• _TASK DESCRIPTION_
Find the string "TaskTracker" in the records. Copy every line it appears in.

• _INPUT FOR THIS TASK_
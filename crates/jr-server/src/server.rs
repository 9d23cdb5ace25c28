//! `/ws/proxy` WebSocket endpoint

use std::net::SocketAddr;
use std::sync::Arc;
use std::time::Duration;

use axum::extract::ws::WebSocketUpgrade;
use axum::extract::{ConnectInfo, State};
use axum::http::HeaderMap;
use axum::response::Response;
use axum::routing::get;
use axum::Router;
use tokio::net::TcpListener;
use tokio_util::sync::CancellationToken;

use jr_core::config::TlsSettings;
use jr_core::transport;
use jr_core::types::CLIENT_ID_HEADER;
use jr_core::{ClientId, Lifecycle, Tracked};

use crate::relay::{ForwardHeaders, RelayRegistry, RelaySession, TargetConnector, MODULE};

/// Path of the relay endpoint
pub const PROXY_PATH: &str = "/ws/proxy";

/// Shared state of the relay server
pub struct ServerState {
    pub relays: Arc<RelayRegistry>,
    pub connector: Arc<dyn TargetConnector>,
    pub settle_delay: Duration,
    pub tls: TlsSettings,
    pub lifecycle: Lifecycle,
}

/// Build the relay router
pub fn router(state: Arc<ServerState>) -> Router {
    Router::new()
        .route(PROXY_PATH, get(proxy_handler))
        .with_state(state)
}

/// Serve until `shutdown` is cancelled, over TLS when configured
pub async fn serve(
    listener: TcpListener,
    state: Arc<ServerState>,
    shutdown: CancellationToken,
) -> std::io::Result<()> {
    let tls = state.tls.clone();
    jr_core::serve::serve(listener, router(state), &tls, shutdown).await
}

async fn proxy_handler(
    ws: WebSocketUpgrade,
    ConnectInfo(peer): ConnectInfo<SocketAddr>,
    headers: HeaderMap,
    State(state): State<Arc<ServerState>>,
) -> Response {
    let id = ClientId::from_header(headers.get(CLIENT_ID_HEADER).and_then(|v| v.to_str().ok()));
    let forward = ForwardHeaders::from_request(&headers, peer, state.tls.scheme(), id.clone());
    let reporter = state.lifecycle.reporter().clone();

    ws.on_failed_upgrade(move |e| {
        reporter.error(
            MODULE,
            &format!("failed to upgrade client connection to WebSocket: {}", e),
        )
    })
    .on_upgrade(move |socket| async move {
        tracing::info!("relay client {} connected from {}", id, peer);

        let (sink, stream) = transport::from_axum(socket);
        let relay = RelaySession::new(
            id.clone(),
            sink,
            forward,
            Arc::clone(&state.connector),
            state.settle_delay,
            state.lifecycle.clone(),
        );

        if let Some(previous) = state.relays.add(id.clone(), Arc::clone(&relay)) {
            tracing::warn!("client {} reconnected, closing its previous relay", id);
            state.lifecycle.spawn(async move { previous.shutdown().await });
        }

        relay.serve(stream).await;
    })
}
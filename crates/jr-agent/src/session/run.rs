//! One journal invocation and the workers attached to it

use std::process::Stdio;
use std::sync::Arc;
use std::time::Duration;

use tokio::io::{AsyncBufReadExt, AsyncReadExt, BufReader};
use tokio::process::{Child, ChildStderr, ChildStdout, Command};
use tokio::sync::{mpsc, watch};
use tokio::task::JoinHandle;
use tokio_util::sync::CancellationToken;
use tokio_util::task::TaskTracker;

use jr_core::error::SessionError;
use jr_core::{Reporter, Severity};

use super::writer::{Output, Writer};
use super::{Scope, StreamingSession, MODULE};
use crate::journal::{Invocation, ReadMode};

/// A running (or finished but not yet torn down) invocation
pub(super) struct Run {
    pub(super) generation: u64,
    pub(super) mode: ReadMode,
    cancel: CancellationToken,
    kill: CancellationToken,
    exited: CancellationToken,
    readers: TaskTracker,
    records: mpsc::Sender<Output>,
    stderr: mpsc::Receiver<String>,
    writer_stop: CancellationToken,
    writer: JoinHandle<()>,
}

impl Run {
    /// Spawn the child process and attach its workers.
    pub(super) fn start(
        session: &Arc<StreamingSession>,
        invocation: Invocation,
        generation: u64,
    ) -> Result<Self, SessionError> {
        let program = invocation.program.display().to_string();
        tracing::debug!("spawning {} {:?}", program, invocation.args);

        let mut child = Command::new(&invocation.program)
            .args(&invocation.args)
            .stdin(Stdio::null())
            .stdout(Stdio::piped())
            .stderr(Stdio::piped())
            .kill_on_drop(true)
            .spawn()
            .map_err(|source| SessionError::Spawn {
                program: program.clone(),
                source,
            })?;

        let stdout = child.stdout.take().ok_or(SessionError::Pipe("stdout"))?;
        let stderr = child.stderr.take().ok_or(SessionError::Pipe("stderr"))?;

        let capacity = session.tuning.channel_capacity.max(1);
        let (records_tx, records_rx) = mpsc::channel(capacity);
        let (stderr_tx, stderr_rx) = mpsc::channel(capacity);

        let cancel = session.cancel.child_token();
        let kill = CancellationToken::new();
        let exited = CancellationToken::new();
        let writer_stop = session.cancel.child_token();
        let reporter = session.lifecycle.reporter().clone();
        let (status_tx, status_rx) = watch::channel(None);

        let readers = TaskTracker::new();
        readers.spawn(read_stdout(
            stdout,
            invocation.mode,
            records_tx.clone(),
            status_rx,
            cancel.clone(),
            kill.clone(),
            reporter.clone(),
        ));
        readers.spawn(read_stderr(stderr, stderr_tx, cancel.clone(), reporter));
        readers.close();

        session.lifecycle.spawn(wait_process(
            Arc::clone(session),
            child,
            kill.clone(),
            exited.clone(),
            status_tx,
            generation,
            program,
        ));

        let writer = Writer::new(Arc::clone(session), invocation.mode, generation);
        let writer = session
            .lifecycle
            .spawn(writer.run(records_rx, writer_stop.clone()));

        Ok(Self {
            generation,
            mode: invocation.mode,
            cancel,
            kill,
            exited,
            readers,
            records: records_tx,
            stderr: stderr_rx,
            writer_stop,
            writer,
        })
    }

    /// Producer handle used to push buffered pages to the writer
    pub(super) fn records(&self) -> mpsc::Sender<Output> {
        self.records.clone()
    }

    /// Stop the process and every worker of this run.
    ///
    /// When the process already exited on its own, the readers and the
    /// writer get up to `drain_timeout` to flush what is left before they
    /// are cancelled.
    pub(super) async fn stop(mut self, print_stderr: bool, drain_timeout: Duration, reporter: &Reporter) {
        if print_stderr {
            self.drain_stderr(drain_timeout, reporter).await;
        }

        let natural = self.exited.is_cancelled();
        if natural {
            let _ = tokio::time::timeout(drain_timeout, self.readers.wait()).await;
        }
        self.kill.cancel();
        self.cancel.cancel();
        self.readers.wait().await;

        drop(self.records);
        if !natural {
            self.writer_stop.cancel();
        }
        let joined = match tokio::time::timeout(drain_timeout, &mut self.writer).await {
            Ok(joined) => joined,
            Err(_) => {
                self.writer_stop.cancel();
                (&mut self.writer).await
            }
        };
        if let Err(e) = joined {
            if e.is_panic() {
                reporter.report(MODULE, Severity::Error, &format!("writer panicked: {}", e), false, true);
            }
        }
    }

    async fn drain_stderr(&mut self, timeout: Duration, reporter: &Reporter) {
        let deadline = tokio::time::Instant::now() + timeout;
        loop {
            match tokio::time::timeout_at(deadline, self.stderr.recv()).await {
                Ok(Some(line)) => reporter.error(MODULE, &SessionError::Stderr(line)),
                Ok(None) => break,
                Err(_) => {
                    tracing::warn!("stopped draining stderr after {:?}", timeout);
                    break;
                }
            }
        }
    }
}

/// Feed stdout into the record queue.
///
/// Follow mode forwards line by line. The other modes read the whole
/// output exactly once and hold it until the exit status is known: only a
/// successful exit forwards the output, anything else forwards `Failed`.
async fn read_stdout(
    stdout: ChildStdout,
    mode: ReadMode,
    tx: mpsc::Sender<Output>,
    mut status: watch::Receiver<Option<bool>>,
    cancel: CancellationToken,
    kill: CancellationToken,
    reporter: Reporter,
) {
    let outcome = match mode {
        ReadMode::Follow => {
            let mut lines = BufReader::new(stdout).lines();
            loop {
                let line = tokio::select! {
                    _ = cancel.cancelled() => return,
                    line = lines.next_line() => line,
                };
                match line {
                    Ok(Some(line)) if line.is_empty() => continue,
                    Ok(Some(line)) => {
                        if !forward(&tx, &cancel, Output::Line(line)).await {
                            return;
                        }
                    }
                    Ok(None) => break Ok(()),
                    Err(source) => break Err(SessionError::Read {
                        stream: "stdout",
                        source,
                    }),
                }
            }
        }
        ReadMode::Paged | ReadMode::Units => {
            let mut stdout = stdout;
            let mut buf = String::new();
            let read = tokio::select! {
                _ = cancel.cancelled() => return,
                read = stdout.read_to_string(&mut buf) => read,
            };
            match read {
                Ok(_) => {
                    let succeeded = tokio::select! {
                        _ = cancel.cancelled() => return,
                        exit = status.wait_for(Option::is_some) => {
                            exit.map(|exit| *exit == Some(true)).unwrap_or(false)
                        }
                    };
                    if kill.is_cancelled() {
                        return;
                    }
                    let output = if succeeded {
                        Output::Whole(buf)
                    } else {
                        Output::Failed
                    };
                    forward(&tx, &cancel, output).await;
                    return;
                }
                Err(source) => Err(SessionError::Read {
                    stream: "stdout",
                    source,
                }),
            }
        }
    };

    if kill.is_cancelled() {
        return;
    }
    match outcome {
        Ok(()) => reporter.info(MODULE, &"journal output reached EOF"),
        Err(e) => reporter.error(MODULE, &e),
    }
    forward(&tx, &cancel, Output::Failed).await;
}

async fn forward(tx: &mpsc::Sender<Output>, cancel: &CancellationToken, output: Output) -> bool {
    tokio::select! {
        _ = cancel.cancelled() => false,
        sent = tx.send(output) => sent.is_ok(),
    }
}

/// Keep the most recent diagnostics for teardown; drop lines when full
async fn read_stderr(
    stderr: ChildStderr,
    tx: mpsc::Sender<String>,
    cancel: CancellationToken,
    reporter: Reporter,
) {
    let mut lines = BufReader::new(stderr).lines();
    loop {
        let line = tokio::select! {
            _ = cancel.cancelled() => return,
            line = lines.next_line() => line,
        };
        match line {
            Ok(Some(line)) => {
                if tx.try_send(line).is_err() {
                    tracing::debug!("stderr queue full, dropping diagnostic line");
                }
            }
            Ok(None) => return,
            Err(source) => {
                reporter.error(
                    MODULE,
                    &SessionError::Read {
                        stream: "stderr",
                        source,
                    },
                );
                return;
            }
        }
    }
}

/// Own the child until it exits or is killed.
///
/// A natural exit with a failure status tears down this run with stderr
/// capture; an exit caused by `kill` is not a failure. `exited` marks a
/// natural exit and `outcome` carries whether it succeeded.
async fn wait_process(
    session: Arc<StreamingSession>,
    mut child: Child,
    kill: CancellationToken,
    exited: CancellationToken,
    outcome: watch::Sender<Option<bool>>,
    generation: u64,
    program: String,
) {
    let status = tokio::select! {
        _ = kill.cancelled() => {
            if let Err(e) = child.start_kill() {
                tracing::debug!("{} already gone: {}", program, e);
            }
            let _ = child.wait().await;
            return;
        }
        status = child.wait() => status,
    };
    outcome.send_replace(Some(matches!(&status, Ok(s) if s.success())));
    exited.cancel();

    match status {
        Ok(status) if status.success() => {
            tracing::debug!("{} exited", program);
        }
        Ok(status) => {
            let code = status.code().unwrap_or(-1);
            if code == -1 {
                tracing::debug!("{} terminated by signal", program);
                return;
            }
            session.lifecycle.reporter().error(
                MODULE,
                &SessionError::AbnormalExit {
                    program: program.clone(),
                    code,
                },
            );
            session
                .teardown(
                    super::CloseOptions {
                        print_stderr: true,
                        ..Default::default()
                    },
                    Scope::Generation(generation),
                )
                .await;
        }
        Err(e) => {
            session
                .lifecycle
                .reporter()
                .error(MODULE, &format!("failed to wait for {}: {}", program, e));
        }
    }
}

• _RESPONSE TO THE TASK_
use tokio_util::task::TaskTracker;
    readers: TaskTracker,
        let readers = TaskTracker::new();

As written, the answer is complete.